Dataset entries:
# # #

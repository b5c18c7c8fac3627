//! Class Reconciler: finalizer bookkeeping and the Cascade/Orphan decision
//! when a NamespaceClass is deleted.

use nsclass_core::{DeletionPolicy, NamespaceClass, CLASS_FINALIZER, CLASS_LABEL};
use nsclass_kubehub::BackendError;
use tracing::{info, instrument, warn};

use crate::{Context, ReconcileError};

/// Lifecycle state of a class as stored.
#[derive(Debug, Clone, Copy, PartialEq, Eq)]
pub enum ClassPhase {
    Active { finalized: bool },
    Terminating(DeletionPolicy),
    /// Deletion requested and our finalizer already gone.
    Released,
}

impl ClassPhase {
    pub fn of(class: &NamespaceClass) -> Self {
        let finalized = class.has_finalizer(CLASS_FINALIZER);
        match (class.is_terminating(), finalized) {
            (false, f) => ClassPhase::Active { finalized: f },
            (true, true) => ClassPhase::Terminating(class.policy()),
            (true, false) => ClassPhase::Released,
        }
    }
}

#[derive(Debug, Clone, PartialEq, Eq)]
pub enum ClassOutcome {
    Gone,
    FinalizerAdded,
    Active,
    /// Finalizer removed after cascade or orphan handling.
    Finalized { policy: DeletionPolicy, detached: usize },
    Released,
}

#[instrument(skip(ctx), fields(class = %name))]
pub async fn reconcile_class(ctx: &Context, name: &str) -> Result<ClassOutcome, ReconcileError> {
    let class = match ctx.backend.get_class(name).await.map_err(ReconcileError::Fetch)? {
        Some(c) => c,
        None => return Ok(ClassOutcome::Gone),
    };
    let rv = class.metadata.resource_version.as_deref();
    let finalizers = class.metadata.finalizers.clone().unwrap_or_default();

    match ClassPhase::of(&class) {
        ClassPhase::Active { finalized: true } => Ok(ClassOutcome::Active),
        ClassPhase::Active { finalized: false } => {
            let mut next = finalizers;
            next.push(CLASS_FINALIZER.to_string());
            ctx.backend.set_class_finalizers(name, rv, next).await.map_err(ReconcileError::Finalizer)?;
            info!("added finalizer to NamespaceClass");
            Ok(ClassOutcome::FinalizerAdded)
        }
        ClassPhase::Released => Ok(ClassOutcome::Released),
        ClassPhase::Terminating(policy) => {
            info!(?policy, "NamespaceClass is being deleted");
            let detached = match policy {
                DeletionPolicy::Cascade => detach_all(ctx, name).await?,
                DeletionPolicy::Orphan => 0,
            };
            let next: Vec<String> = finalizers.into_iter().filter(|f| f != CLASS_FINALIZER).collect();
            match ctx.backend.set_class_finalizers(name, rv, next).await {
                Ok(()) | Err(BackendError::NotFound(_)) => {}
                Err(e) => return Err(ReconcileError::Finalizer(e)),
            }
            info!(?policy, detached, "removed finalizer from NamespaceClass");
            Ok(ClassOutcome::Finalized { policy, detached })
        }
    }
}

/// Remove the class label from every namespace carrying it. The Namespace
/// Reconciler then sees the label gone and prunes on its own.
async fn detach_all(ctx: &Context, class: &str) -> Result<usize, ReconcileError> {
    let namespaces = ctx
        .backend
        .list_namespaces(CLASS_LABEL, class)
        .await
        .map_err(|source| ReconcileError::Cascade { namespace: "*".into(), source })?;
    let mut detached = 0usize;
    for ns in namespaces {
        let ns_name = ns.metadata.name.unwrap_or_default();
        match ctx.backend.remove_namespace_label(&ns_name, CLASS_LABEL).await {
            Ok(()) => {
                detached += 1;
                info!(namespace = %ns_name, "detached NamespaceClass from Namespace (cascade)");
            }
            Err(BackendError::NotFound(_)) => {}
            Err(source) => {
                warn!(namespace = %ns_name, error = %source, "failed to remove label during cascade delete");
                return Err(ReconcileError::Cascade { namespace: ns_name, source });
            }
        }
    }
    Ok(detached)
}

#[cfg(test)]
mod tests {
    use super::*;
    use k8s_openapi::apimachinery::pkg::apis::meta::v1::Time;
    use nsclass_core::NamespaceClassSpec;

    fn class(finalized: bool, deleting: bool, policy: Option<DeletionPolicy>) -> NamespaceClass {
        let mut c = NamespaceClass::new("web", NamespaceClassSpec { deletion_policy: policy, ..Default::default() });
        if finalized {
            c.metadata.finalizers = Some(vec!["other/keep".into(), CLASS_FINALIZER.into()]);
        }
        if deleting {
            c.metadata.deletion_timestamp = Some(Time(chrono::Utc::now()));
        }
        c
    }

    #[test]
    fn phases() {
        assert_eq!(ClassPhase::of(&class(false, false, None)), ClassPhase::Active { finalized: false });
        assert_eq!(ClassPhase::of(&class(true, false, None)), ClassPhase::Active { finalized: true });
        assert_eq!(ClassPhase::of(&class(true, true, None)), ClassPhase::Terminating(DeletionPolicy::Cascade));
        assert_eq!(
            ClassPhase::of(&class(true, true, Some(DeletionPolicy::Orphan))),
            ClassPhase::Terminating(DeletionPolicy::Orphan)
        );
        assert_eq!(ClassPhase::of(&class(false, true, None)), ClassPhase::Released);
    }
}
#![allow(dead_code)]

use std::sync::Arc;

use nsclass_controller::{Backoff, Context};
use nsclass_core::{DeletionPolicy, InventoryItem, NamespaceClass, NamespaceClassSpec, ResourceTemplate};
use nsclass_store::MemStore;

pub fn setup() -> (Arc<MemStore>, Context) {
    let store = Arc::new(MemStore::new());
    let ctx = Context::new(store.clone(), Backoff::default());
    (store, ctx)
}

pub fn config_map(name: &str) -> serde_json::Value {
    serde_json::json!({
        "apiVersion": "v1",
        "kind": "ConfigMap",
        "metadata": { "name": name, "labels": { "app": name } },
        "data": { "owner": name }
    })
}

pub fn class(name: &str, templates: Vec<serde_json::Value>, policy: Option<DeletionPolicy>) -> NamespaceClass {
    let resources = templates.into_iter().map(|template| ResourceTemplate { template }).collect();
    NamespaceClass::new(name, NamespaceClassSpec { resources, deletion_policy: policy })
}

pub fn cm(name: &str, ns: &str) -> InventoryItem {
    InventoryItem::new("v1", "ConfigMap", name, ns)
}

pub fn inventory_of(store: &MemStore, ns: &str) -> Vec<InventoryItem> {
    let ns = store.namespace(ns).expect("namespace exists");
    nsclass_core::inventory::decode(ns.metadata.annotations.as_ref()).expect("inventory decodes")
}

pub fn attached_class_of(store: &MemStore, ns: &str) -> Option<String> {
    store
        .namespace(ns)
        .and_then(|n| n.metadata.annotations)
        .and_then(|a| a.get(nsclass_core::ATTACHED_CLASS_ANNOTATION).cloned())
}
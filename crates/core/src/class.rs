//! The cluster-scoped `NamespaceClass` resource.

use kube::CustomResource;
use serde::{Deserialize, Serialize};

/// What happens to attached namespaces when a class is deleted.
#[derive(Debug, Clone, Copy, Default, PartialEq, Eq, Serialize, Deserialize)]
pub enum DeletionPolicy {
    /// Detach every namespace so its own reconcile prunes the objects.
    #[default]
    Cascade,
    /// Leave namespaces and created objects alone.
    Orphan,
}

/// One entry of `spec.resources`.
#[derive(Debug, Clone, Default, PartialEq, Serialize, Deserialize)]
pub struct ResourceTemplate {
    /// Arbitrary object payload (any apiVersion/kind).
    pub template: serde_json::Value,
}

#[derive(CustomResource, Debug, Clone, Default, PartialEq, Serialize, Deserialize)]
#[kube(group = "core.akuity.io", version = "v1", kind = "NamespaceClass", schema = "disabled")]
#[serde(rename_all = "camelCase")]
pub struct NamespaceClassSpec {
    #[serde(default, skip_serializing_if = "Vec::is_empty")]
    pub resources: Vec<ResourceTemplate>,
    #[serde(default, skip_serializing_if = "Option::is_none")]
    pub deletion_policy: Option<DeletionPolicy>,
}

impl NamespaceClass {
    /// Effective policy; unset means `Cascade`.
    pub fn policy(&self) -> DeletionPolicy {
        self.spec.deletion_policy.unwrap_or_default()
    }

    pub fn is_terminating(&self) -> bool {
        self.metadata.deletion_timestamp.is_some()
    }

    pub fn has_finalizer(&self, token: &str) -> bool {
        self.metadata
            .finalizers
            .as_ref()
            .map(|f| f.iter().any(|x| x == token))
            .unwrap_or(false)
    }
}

# # #

-- WHAT IS REQUIRED --
What lines in the data above contain the word "Debug"? Show them all.

-- SOLUTION TO THIS PROBLEM --
#[derive(Debug, Clone, Copy, PartialEq, Eq)]
#[derive(Debug, Clone, PartialEq, Eq)]
#[derive(Debug, Clone, Copy, Default, PartialEq, Eq, Serialize, Deserialize)]
#[derive(Debug, Clone, Default, PartialEq, Serialize, Deserialize)]
#[derive(CustomResource, Debug, Clone, Default, PartialEq, Serialize, Deserialize)]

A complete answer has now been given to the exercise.